■ **Problem to work on**
Each line below that contains the word "None" must be copied.

(Data provided Opens)

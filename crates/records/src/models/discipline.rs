use serde::{Deserialize, Serialize};
use utoipa::ToSchema;

use crate::RecordsError;

/// Alpine discipline as published on the FIS calendar and event pages.
///
/// Serialized with the short wire code (`SL`, `GS`, ...). The upper snake case
/// name returned by [`Discipline::name`] is what event-detail labels normalize to
/// ("Giant Slalom Training" -> `GIANT_SLALOM_TRAINING`).
#[derive(Debug, Clone, Copy, PartialEq, Eq, Hash, Serialize, Deserialize, ToSchema)]
pub enum Discipline {
    #[serde(rename = "SL")]
    Slalom,
    #[serde(rename = "GS")]
    GiantSlalom,
    #[serde(rename = "SG")]
    SuperG,
    #[serde(rename = "DH")]
    Downhill,
    #[serde(rename = "SLT")]
    SlalomTraining,
    #[serde(rename = "GST")]
    GiantSlalomTraining,
    #[serde(rename = "SGT")]
    SuperGTraining,
    #[serde(rename = "DHT")]
    DownhillTraining,
    #[serde(rename = "TCOM")]
    TeamCombined,
    #[serde(rename = "PAR")]
    TeamParallel,
}

impl Discipline {
    /// Codes the calendar's discipline column is scanned for, in scan order.
    pub const CALENDAR_VOCABULARY: [Discipline; 4] =
        [Self::Slalom, Self::GiantSlalom, Self::SuperG, Self::Downhill];

    pub fn all() -> &'static [Discipline] {
        &[
            Self::Slalom,
            Self::GiantSlalom,
            Self::SuperG,
            Self::Downhill,
            Self::SlalomTraining,
            Self::GiantSlalomTraining,
            Self::SuperGTraining,
            Self::DownhillTraining,
            Self::TeamCombined,
            Self::TeamParallel,
        ]
    }

    pub fn code(&self) -> &'static str {
        match self {
            Self::Slalom => "SL",
            Self::GiantSlalom => "GS",
            Self::SuperG => "SG",
            Self::Downhill => "DH",
            Self::SlalomTraining => "SLT",
            Self::GiantSlalomTraining => "GST",
            Self::SuperGTraining => "SGT",
            Self::DownhillTraining => "DHT",
            Self::TeamCombined => "TCOM",
            Self::TeamParallel => "PAR",
        }
    }

    pub fn name(&self) -> &'static str {
        match self {
            Self::Slalom => "SLALOM",
            Self::GiantSlalom => "GIANT_SLALOM",
            Self::SuperG => "SUPER_G",
            Self::Downhill => "DOWNHILL",
            Self::SlalomTraining => "SLALOM_TRAINING",
            Self::GiantSlalomTraining => "GIANT_SLALOM_TRAINING",
            Self::SuperGTraining => "SUPER_G_TRAINING",
            Self::DownhillTraining => "DOWNHILL_TRAINING",
            Self::TeamCombined => "TEAM_COMBINED",
            Self::TeamParallel => "TEAM_PARALLEL",
        }
    }

    pub fn from_code(code: &str) -> Option<Self> {
        Self::all().iter().copied().find(|d| d.code() == code)
    }

    pub fn from_name(name: &str) -> Option<Self> {
        Self::all().iter().copied().find(|d| d.name() == name)
    }

    /// Matches a display label such as "Super G" or "Slalom Training" against
    /// the enum names after replacing spaces with underscores and uppercasing.
    pub fn from_label(label: &str) -> Option<Self> {
        Self::from_name(&label.trim().replace(' ', "_").to_uppercase())
    }

    pub fn is_training(&self) -> bool {
        matches!(
            self,
            Self::SlalomTraining
                | Self::GiantSlalomTraining
                | Self::SuperGTraining
                | Self::DownhillTraining
        )
    }

    /// Team events publish no individual results table.
    pub fn is_team_event(&self) -> bool {
        matches!(self, Self::TeamCombined | Self::TeamParallel)
    }

    pub fn has_two_runs(&self) -> bool {
        matches!(self, Self::Slalom | Self::GiantSlalom)
    }
}

impl std::str::FromStr for Discipline {
    type Err = RecordsError;

    fn from_str(s: &str) -> Result<Self, Self::Err> {
        let normalized = s.trim().to_uppercase();
        Self::from_code(&normalized)
            .or_else(|| Self::from_name(&normalized))
            .ok_or_else(|| RecordsError::UnknownDiscipline(s.to_string()))
    }
}

impl std::fmt::Display for Discipline {
    fn fmt(&self, f: &mut std::fmt::Formatter<'_>) -> std::fmt::Result {
        write!(f, "{}", self.code())
    }
}

#[cfg(test)]
mod tests {
    use super::*;

    #[test]
    fn test_code_mapping_is_bidirectional() {
        for discipline in Discipline::all() {
            assert_eq!(Discipline::from_code(discipline.code()), Some(*discipline));
            assert_eq!(Discipline::from_name(discipline.name()), Some(*discipline));
        }
    }

    #[test]
    fn test_from_label() {
        assert_eq!(Discipline::from_label("Giant Slalom"), Some(Discipline::GiantSlalom));
        assert_eq!(Discipline::from_label("Super G"), Some(Discipline::SuperG));
        assert_eq!(
            Discipline::from_label("Downhill Training"),
            Some(Discipline::DownhillTraining)
        );
        assert_eq!(Discipline::from_label("Team Parallel"), Some(Discipline::TeamParallel));
        assert_eq!(Discipline::from_label("Alpine Combined"), None);
        assert_eq!(Discipline::from_label(""), None);
    }

    #[test]
    fn test_parse_accepts_codes_and_names() {
        assert_eq!("gs".parse::<Discipline>().unwrap(), Discipline::GiantSlalom);
        assert_eq!("DOWNHILL".parse::<Discipline>().unwrap(), Discipline::Downhill);
        assert!("XX".parse::<Discipline>().is_err());
    }

    #[test]
    fn test_flags() {
        assert!(Discipline::Slalom.has_two_runs());
        assert!(Discipline::GiantSlalom.has_two_runs());
        assert!(!Discipline::SuperG.has_two_runs());
        assert!(Discipline::DownhillTraining.is_training());
        assert!(!Discipline::Downhill.is_training());
        assert!(Discipline::TeamCombined.is_team_event());
    }

    #[test]
    fn test_serializes_as_code() {
        let json = serde_json::to_string(&Discipline::SuperG).unwrap();
        assert_eq!(json, "\"SG\"");
        let back: Discipline = serde_json::from_str("\"DHT\"").unwrap();
        assert_eq!(back, Discipline::DownhillTraining);
    }
}
//! Small field extractors shared by the page parsers.

use lazy_static::lazy_static;
use records::models::{Discipline, Gender, StatusFlags};
use regex::Regex;

use crate::error::ExtractionError;
use crate::fragment::Fragment;

lazy_static! {
    static ref RACE_ID: Regex = Regex::new(r"raceid=(\d+)").unwrap();
    static ref COMPETITOR_ID: Regex = Regex::new(r"competitorid=(\d+)").unwrap();
    static ref SIZE_SUFFIX: Regex = Regex::new(r"\s*\([^)]*\)\s*$").unwrap();
}

pub const MEN_MARKER: &str = ".gender__item_m";
pub const WOMEN_MARKER: &str = ".gender__item_l";
pub const STATUS_MARKER: &str = ".status__item";
pub const STATUS_SELECTED: &str = "status__item_selected";

/// Every calendar discipline code contained in `text`, in vocabulary order.
///
/// This is a substring scan, not a parse of a delimited list: "GS SL" and
/// "SL/GS" both yield `[Slalom, GiantSlalom]`.
pub fn disciplines(text: &str) -> Vec<Discipline> {
    Discipline::CALENDAR_VOCABULARY
        .into_iter()
        .filter(|d| text.contains(d.code()))
        .collect()
}

pub fn gender<F: Fragment>(element: &F) -> Result<Gender, ExtractionError> {
    let has_men = element.exists(MEN_MARKER)?;
    let has_women = element.exists(WOMEN_MARKER)?;
    Ok(Gender::from_markers(has_men, has_women))
}

/// Maps the four status badges positionally to their flags.
pub fn status<F: Fragment>(element: &F) -> Result<StatusFlags, ExtractionError> {
    let items = element.select_all(STATUS_MARKER)?;
    if items.len() < 4 {
        return Err(ExtractionError::TooFewElements {
            selector: STATUS_MARKER.to_string(),
            expected: 4,
            found: items.len(),
        });
    }

    let mut selected = [false; 4];
    for (flag, item) in selected.iter_mut().zip(&items) {
        *flag = item.has_class(STATUS_SELECTED);
    }
    Ok(StatusFlags::from_positions(selected))
}

pub fn race_id(href: &str) -> Option<String> {
    RACE_ID.captures(href).map(|caps| caps[1].to_string())
}

pub fn competitor_id(href: &str) -> Option<String> {
    COMPETITOR_ID.captures(href).map(|caps| caps[1].to_string())
}

/// "Start List (128 KB)" -> "Start List"
pub fn strip_size_annotation(label: &str) -> String {
    SIZE_SUFFIX.replace(label.trim(), "").into_owned()
}

/// Calendar date text ends with "live" while an event is running.
pub fn split_live_suffix(date: &str) -> (String, bool) {
    match date.trim().strip_suffix("live") {
        Some(rest) => (rest.trim().to_string(), true),
        None => (date.trim().to_string(), false),
    }
}

/// Ordinal label of a run ("1st", "2nd") to its number.
pub fn run_number(label: &str) -> Option<u8> {
    let digits: String = label
        .trim()
        .chars()
        .take_while(|c| c.is_ascii_digit())
        .collect();
    digits.parse().ok()
}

(Data provided Closes)

■ **Expected answer**
        assert_eq!(Discipline::from_label("Alpine Combined"), None);
        assert_eq!(Discipline::from_label(""), None);
        None => (date.trim().to_string(), false),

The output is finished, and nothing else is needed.